> **Task requirements**
From the listing below, copy each line that contains the word "prefix".

> **Material shown**

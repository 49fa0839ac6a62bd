//! Domain identifiers (strongly-typed IDs).
//!
//! `Id<T>` というジェネリック型で共通実装を提供しつつ、
//! `T` は実行時には使わない（PhantomData）マーカー型として、
//! コンパイル時の型安全性を提供します。
//!
//! 中身は文字列です。ID は RPC 呼び出し側（ポーリングクライアント、インポート処理）から
//! 文字列として届くため、`task-007` のような任意の値をそのまま保持できる必要があります。
//! 生成は `ports::IdGenerator` の責務です。

use serde::{Deserialize, Deserializer, Serialize, Serializer};
use std::fmt;
use std::marker::PhantomData;

/// IdMarker は各 ID 型のマーカー trait
///
/// 生成時に使うプレフィックス（"batch-", "task-"）を提供します。
pub trait IdMarker: Send + Sync + 'static {
    fn prefix() -> &'static str;
}

/// ジェネリック ID 型
#[derive(Debug, Clone, PartialEq, Eq, Hash, PartialOrd, Ord)]
pub struct Id<T: IdMarker> {
    value: String,
    _marker: PhantomData<T>,
}

impl<T: IdMarker> Id<T> {
    pub fn new(value: impl Into<String>) -> Self {
        Self {
            value: value.into(),
            _marker: PhantomData,
        }
    }

    /// プレフィックス付きの ID を組み立てる（例: `task-` + `007`）
    pub fn with_suffix(suffix: impl fmt::Display) -> Self {
        Self::new(format!("{}{}", T::prefix(), suffix))
    }

    pub fn as_str(&self) -> &str {
        &self.value
    }
}

impl<T: IdMarker> fmt::Display for Id<T> {
    fn fmt(&self, f: &mut fmt::Formatter<'_>) -> fmt::Result {
        f.write_str(&self.value)
    }
}

impl<T: IdMarker> From<&str> for Id<T> {
    fn from(value: &str) -> Self {
        Self::new(value)
    }
}

impl<T: IdMarker> From<String> for Id<T> {
    fn from(value: String) -> Self {
        Self::new(value)
    }
}

impl<T: IdMarker> Serialize for Id<T> {
    fn serialize<S: Serializer>(&self, serializer: S) -> Result<S::Ok, S::Error> {
        serializer.serialize_str(&self.value)
    }
}

impl<'de, T: IdMarker> Deserialize<'de> for Id<T> {
    fn deserialize<D: Deserializer<'de>>(deserializer: D) -> Result<Self, D::Error> {
        String::deserialize(deserializer).map(Self::new)
    }
}

// ========================================
// マーカー型の定義
// ========================================

/// Batch のマーカー型
#[derive(Debug, Clone, Copy, PartialEq, Eq, Hash, PartialOrd, Ord)]
pub enum Batch {}

impl IdMarker for Batch {
    fn prefix() -> &'static str {
        "batch-"
    }
}

/// Task のマーカー型
#[derive(Debug, Clone, Copy, PartialEq, Eq, Hash, PartialOrd, Ord)]
pub enum Task {}

impl IdMarker for Task {
    fn prefix() -> &'static str {
        "task-"
    }
}

/// Identifier of a Batch (one import event).
pub type BatchId = Id<Batch>;

/// Identifier of a Task (unique across the whole store).
pub type TaskId = Id<Task>;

> **Problem solution**
    fn prefix() -> &'static str;
        Self::new(format!("{}{}", T::prefix(), suffix))
    fn prefix() -> &'static str {
    fn prefix() -> &'static str {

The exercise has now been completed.